Officers discovered the stolen Bitcoin during a meeting between Merseyside Police and NCA counterparts to address the White investigation.

The theft was brazenly discussed among law enforcement personnel at this meeting, which Chowles attended.

The Merseyside Police initiated an investigation into the missing cryptocurrency in May 2022 and apprehended Chowles.

Officers discovered an iPhone associated with accounts used for Bitcoin transfers and browser search history related to cryptocurrency exchange services.

Evidence Trail Reveals Systematic Cryptocurrency Laundering



The police discovered numerous notebooks in Chowles’ office that contained statements, passwords, and identifiers associated with White’s cryptocurrency accounts.

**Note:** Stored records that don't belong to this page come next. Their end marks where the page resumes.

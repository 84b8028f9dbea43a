use csv::{ReaderBuilder, StringRecord, Trim};

use crate::entities::{CsvRow, ParsedBatch};
use crate::value_objects::{AmbiguousWinnerPolicy, Side};

/// Columns of a batch file, in their positional (headerless) order.
pub const CSV_COLUMNS: [&str; 13] = [
    "match_id",
    "player1",
    "player1_bey",
    "player1_score",
    "player2",
    "player2_bey",
    "player2_score",
    "winner",
    "date",
    "bursts",
    "knockouts",
    "extreme_knockouts",
    "spin_finishes",
];

const LEGACY_HEADER_ALIASES: [&str; 2] = ["scorea", "scoreb"];
const MIN_CELLS: usize = 8;

/// Where each logical column lives in a data line.
#[derive(Debug, Clone, Copy, PartialEq, Eq)]
pub struct ColumnMap {
    indices: [usize; 13],
}

impl ColumnMap {
    pub fn positional() -> Self {
        let mut indices = [0; 13];
        for (position, slot) in indices.iter_mut().enumerate() {
            *slot = position;
        }
        Self { indices }
    }

    /// Resolve every column against a header line. Columns that cannot be
    /// found keep their positional index and add a warning.
    pub fn from_header(header: &[String], warnings: &mut Vec<String>) -> Self {
        let mut map = Self::positional();
        for (position, name) in CSV_COLUMNS.iter().enumerate() {
            match find_column(header, name) {
                Some(index) => map.indices[position] = index,
                None => warnings.push(format!(
                    "Warning: Column \"{}\" not found in CSV header. Available columns: {}",
                    name,
                    header.join(", ")
                )),
            }
        }
        map
    }

    fn cell<'a>(&self, cells: &'a StringRecord, position: usize) -> &'a str {
        cells.get(self.indices[position]).unwrap_or("")
    }
}

fn find_column(header: &[String], name: &str) -> Option<usize> {
    let squashed = name.replace('_', "");
    header
        .iter()
        .position(|cell| cell == name || cell.replace('_', "") == squashed)
        .or_else(|| match name {
            "player1_score" => header.iter().position(|cell| cell == "scorea"),
            "player2_score" => header.iter().position(|cell| cell == "scoreb"),
            _ => None,
        })
}

pub fn is_header_line(cells: &[String]) -> bool {
    cells.iter().any(|cell| {
        CSV_COLUMNS.contains(&cell.as_str()) || LEGACY_HEADER_ALIASES.contains(&cell.as_str())
    })
}

/// Parse a batch file into raw rows plus warnings. Malformed lines degrade to
/// warnings and never abort the batch.
pub fn parse_match_csv(content: &str, policy: AmbiguousWinnerPolicy) -> ParsedBatch {
    let lines = content
        .lines()
        .map(str::trim)
        .filter(|line| !line.is_empty())
        .collect::<Vec<_>>();
    let mut batch = ParsedBatch::default();
    if lines.is_empty() {
        return batch;
    }

    let joined = lines.join("\n");
    let mut reader = ReaderBuilder::new()
        .has_headers(false)
        .flexible(true)
        .quoting(false)
        .trim(Trim::All)
        .from_reader(joined.as_bytes());

    let mut records = Vec::with_capacity(lines.len());
    for (index, record) in reader.records().enumerate() {
        match record {
            Ok(record) => records.push(record),
            Err(err) => {
                batch
                    .warnings
                    .push(format!("Row {}: Skipped ({})", index + 1, err));
                records.push(StringRecord::new());
            }
        }
    }

    let header = records
        .first()
        .map(|record| {
            record
                .iter()
                .map(|cell| cell.to_lowercase())
                .collect::<Vec<_>>()
        })
        .unwrap_or_default();
    let has_header = is_header_line(&header);
    let columns = if has_header {
        ColumnMap::from_header(&header, &mut batch.warnings)
    } else {
        ColumnMap::positional()
    };

    let start = usize::from(has_header);
    for (index, cells) in records.iter().enumerate().skip(start) {
        let row_number = index + 1;
        if cells.len() < MIN_CELLS {
            if !cells.is_empty() {
                batch
                    .warnings
                    .push(format!("Row {row_number}: Skipped (not enough columns)"));
            }
            continue;
        }
        batch
            .rows
            .push(read_row(row_number, cells, &columns, policy, &mut batch.warnings));
    }
    batch
}

fn read_row(
    row_number: usize,
    cells: &StringRecord,
    columns: &ColumnMap,
    policy: AmbiguousWinnerPolicy,
    warnings: &mut Vec<String>,
) -> CsvRow {
    let text = |position: usize| columns.cell(cells, position).to_string();
    let or_default = |position: usize, fallback: &str| {
        let value = columns.cell(cells, position);
        if value.is_empty() {
            fallback.to_string()
        } else {
            value.to_string()
        }
    };

    let player1 = text(1);
    let player2 = text(4);
    let winner = text(7);
    let winner_side = match resolve_winner(&winner, &player1, &player2) {
        Some(side) => Some(side),
        None => {
            let fallback = policy.fallback();
            let outcome = match fallback {
                Some(Side::A) => "defaulting to player1",
                Some(Side::B) => "defaulting to player2",
                None => "rejecting row",
            };
            warnings.push(format!(
                "Row {row_number}: Winner \"{winner}\" doesn't match player1 or player2, {outcome}"
            ));
            fallback
        }
    };

    CsvRow {
        row_number,
        match_id: text(0),
        player1,
        player1_bey: text(2),
        player1_score: or_default(3, "1"),
        player2,
        player2_bey: text(5),
        player2_score: or_default(6, "0"),
        winner,
        winner_side,
        date: text(8),
        bursts: or_default(9, "0"),
        knockouts: or_default(10, "0"),
        extreme_knockouts: or_default(11, "0"),
        spin_finishes: or_default(12, "0"),
    }
}

/// Side named by a winner cell. A side-B match takes precedence.
pub fn resolve_winner(raw: &str, player1: &str, player2: &str) -> Option<Side> {
    let raw = raw.trim();
    let names = |player: &str| {
        !raw.is_empty() && raw.to_lowercase() == player.trim().to_lowercase()
    };
    if raw.eq_ignore_ascii_case("b") || names(player2) {
        Some(Side::B)
    } else if raw.eq_ignore_ascii_case("a") || names(player1) {
        Some(Side::A)
    } else {
        None
    }
}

The notebooks were evidence of his systematic larceny method and access to the seized digital assets.

Notably, Chainalysis, a blockchain analytics firm, facilitated monitoring funds’ transit through various exchanges and mixing services.

The company’s tools detected converting some of the stolen Bitcoin into cash at exchanges and loading the money onto crypto-enabled debit cards to facilitate spending.

The theft coincided with a more comprehensive examination of government Bitcoin transactions and seizures.

In December 2024, the U.S. Department of Justice was granted permission to dispose of 69,370 Bitcoins, which were confiscated from Silk Road and are estimated to be worth $6.5 billion.

However, President Trump’s administration proposed the creation of a Strategic Bitcoin Reserve as a substitute for the liquidation of seized assets.

After over a decade in prison, Ross Ulbricht, the founder of the original Silk Road, was granted a full presidential pardon in January 2025.

His case was one of the most prominent prosecutions in the history of cryptocurrency, resulting in the processing of over 1.5 million transactions valued at $213 million in Bitcoin.

The Crown Prosecution Service has stated that it will initiate confiscation proceedings against Chowles to recoup the residual financial gain from his criminal activities.